Emerging growth company ☐
If an emerging growth company, indicate by check mark if the registrant has elected not to use the extended transition period for complying with any new or revised financial accounting standards provided pursuant to Section 13(a) of the Exchange Act. ¨
Item 5.02 Departure of Directors or Certain Officers; Election of Directors; Appointment of Certain Officers; Compensatory Arrangements of Certain Officers.
Transition Employment Agreement with Mark A. Erickson.
As previously announced on March 5, 2020, Mark. A. Erickson’s service as Chief Executive Officer of Extraction Oil & Gas, Inc. (the “Company”) and Chairman of the Company's Board of Directors (the “Board”), and from all positions at the Company’s subsidiaries, was terminated effective March 4, 2020 (the “Transition Date”). As part of this termination, the Company and Mr. Erickson on March 18, 2020 entered into an Employment Transition Agreement (the “Transition Agreement”), effective as of the Transition Date, pursuant to which Mr. Erickson transitioned to Senior Advisor to assist in the smooth transition of his duties and responsibilities from the Transition Date until the fourth anniversary of the Transition Date (the “Transition Period”).

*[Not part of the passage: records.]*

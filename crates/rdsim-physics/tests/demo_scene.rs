//! Scenario tests on the snake-and-floor demo scene.

use std::sync::Arc;

use approx::assert_abs_diff_eq;
use nalgebra::{UnitQuaternion, Vector3};
use rdsim_model::{Link, Prop, Robot};
use rdsim_physics::{EngineConfig, SimulationEngine};

const LINK_RADIUS: f32 = 0.05;
const FLOOR_TOP_Y: f32 = 0.0;
/// Penetration tolerated while contacts resolve, including the first
/// impact step at this time step.
const PENETRATION_SLOP: f32 = 0.03;

fn snake() -> Arc<Robot> {
    let mut links = vec![Link::root(0.5)];
    for i in 1..5 {
        links.push(Link::hinge(i - 1, Vector3::z(), 0.5));
    }
    Arc::new(Robot::new(10.0, LINK_RADIUS, 0.9, links).unwrap())
}

fn floor() -> Arc<Prop> {
    Arc::new(Prop::new(0.0, 0.9, Vector3::new(10.0, 1.0, 10.0)).unwrap())
}

#[test]
fn snake_comes_to_rest_on_floor() {
    let mut engine = SimulationEngine::new(EngineConfig::default()).unwrap();
    let floor_idx = engine
        .add_prop(&floor(), Vector3::new(0.0, -1.0, 0.0), UnitQuaternion::identity())
        .unwrap();
    let robot_idx = engine
        .add_robot(&snake(), Vector3::new(0.0, 1.0, 0.0), UnitQuaternion::identity())
        .unwrap();

    let rest_y = FLOOR_TOP_Y + LINK_RADIUS;
    for _ in 0..720 {
        engine.step(engine.time_step()).unwrap();
        let y = engine.get_link_transform(robot_idx, 0).unwrap().translation.y;
        assert!(y >= rest_y - PENETRATION_SLOP, "root sank to {y}");
    }

    let root = engine.get_link_transform(robot_idx, 0).unwrap();
    assert_abs_diff_eq!(root.translation.y, rest_y, epsilon = 0.01);
    for link in 1..5 {
        let pose = engine.get_link_transform(robot_idx, link).unwrap();
        assert_abs_diff_eq!(pose.translation.y, rest_y, epsilon = 0.01);
    }

    engine.remove_robot(robot_idx).unwrap();
    engine.remove_prop(floor_idx).unwrap();
    assert_eq!(engine.instance_count(), 0);
}

#[test]
fn aabb_offset_places_robot_on_floor() {
    let model = snake();

    let mut probe = SimulationEngine::default();
    let idx = probe
        .add_robot(&model, Vector3::zeros(), UnitQuaternion::identity())
        .unwrap();
    let y_offset = -probe.robot_world_aabb(idx).unwrap().mins.y;
    assert_abs_diff_eq!(y_offset, LINK_RADIUS, epsilon = 1e-4);

    let mut engine = SimulationEngine::default();
    engine
        .add_prop(&floor(), Vector3::new(0.0, -1.0, 0.0), UnitQuaternion::identity())
        .unwrap();
    let robot = engine
        .add_robot(&model, Vector3::new(0.0, y_offset, 0.0), UnitQuaternion::identity())
        .unwrap();
    for _ in 0..120 {
        engine.step_default().unwrap();
    }
    let y = engine.get_link_transform(robot, 0).unwrap().translation.y;
    assert_abs_diff_eq!(y, y_offset, epsilon = 0.01);
}

#[test]
fn restored_snapshot_replays_identically() {
    let mut engine = SimulationEngine::default();
    engine
        .add_prop(&floor(), Vector3::new(0.0, -1.0, 0.0), UnitQuaternion::identity())
        .unwrap();
    let robot = engine
        .add_robot(&snake(), Vector3::new(0.0, 0.3, 0.0), UnitQuaternion::identity())
        .unwrap();
    let dofs = engine.robot_dof_count(robot).unwrap();
    engine
        .set_joint_target_positions(robot, &vec![0.3; dofs])
        .unwrap();

    let snapshot = engine.save_state();
    let trajectory = |engine: &mut SimulationEngine| {
        (0..100)
            .map(|_| {
                engine.step_default().unwrap();
                engine.get_link_transform(robot, 4).unwrap()
            })
            .collect::<Vec<_>>()
    };

    let first = trajectory(&mut engine);
    engine.restore_state(&snapshot).unwrap();
    let second = trajectory(&mut engine);
    assert_eq!(first, second);
}

#[test]
fn many_instances_share_one_model() {
    let model = snake();
    let mut engine = SimulationEngine::default();
    let handles: Vec<_> = (0..4)
        .map(|i| {
            engine
                .add_robot(
                    &model,
                    Vector3::new(0.0, 1.0, 2.0 * i as f32),
                    UnitQuaternion::identity(),
                )
                .unwrap()
        })
        .collect();
    assert_eq!(engine.robot_count(), 4);
    assert_eq!(Arc::strong_count(&model), 5);

    for handle in handles {
        engine.remove_robot(handle).unwrap();
    }
    assert_eq!(engine.robot_count(), 0);
    assert_eq!(Arc::strong_count(&model), 1);
}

Pursuant to the Transition Agreement, Mr. Erickson will, as a non-executive Company employee, (i) receive an annualized base salary of $75,000 during the Transition Period, (ii) continue to be entitled to his annual bonus for 2019 and a prorated annual bonus for 2020 for service through the Transition Date, (iii) receive a cash transition payment of $1,840,000, (iv) continue to vest in outstanding equity-based awards subject to, and in accordance with, their respective terms, except that all time-based vesting conditions for outstanding equity-based awards will be deemed to have been satisfied as of the Transition Date, and (v) be allowed to participate in all benefit plans and programs of the Company during the Transition Period. The Transition Agreement also includes customary noncompetition, nonsolicitation and non-disparagement covenants in favor of the Company.
The foregoing descriptions of the Transition Agreement does not purport to be complete and is qualified in its entirety by reference to the full text of the Transition Agreement, a copy of which is attached hereto as Exhibit 10.1 and incorporated herein by reference.
Compensatory Arrangements of Certain Officers and Employees
Grant of Performance Stock Unit Awards
On March 16, 2020, the Compensation Committee (the “Compensation Committee”) of the Board of Directors (the “Board”) of the Company adopted a new form of performance-vesting, share-settled Restricted Stock Unit Award Agreement (the “PSU Agreement”) under the Company’s Amended and Restated 2016 Long Term Incentive Plan (the “2016 Plan”). Awards to be granted under the new form of PSU Agreement (“PSUs”) will be consistent with the type of awards that are authorized to be granted under the 2016 Plan, which plan was previously approved by the Company’s stockholders. The PSU Agreement provides for a target and a maximum number of PSUs that may be earned. Each PSU represents the right to earn one share of the Company’s common stock (a “Share”), subject to the satisfaction of specified performance-vesting conditions, with adjustment to vesting opportunities upon certain events such as death, disability, retirement, and change in control, as well as certain involuntary terminations to the extent provided in the recipient’s employment agreement or in the Company’s executive severance plan.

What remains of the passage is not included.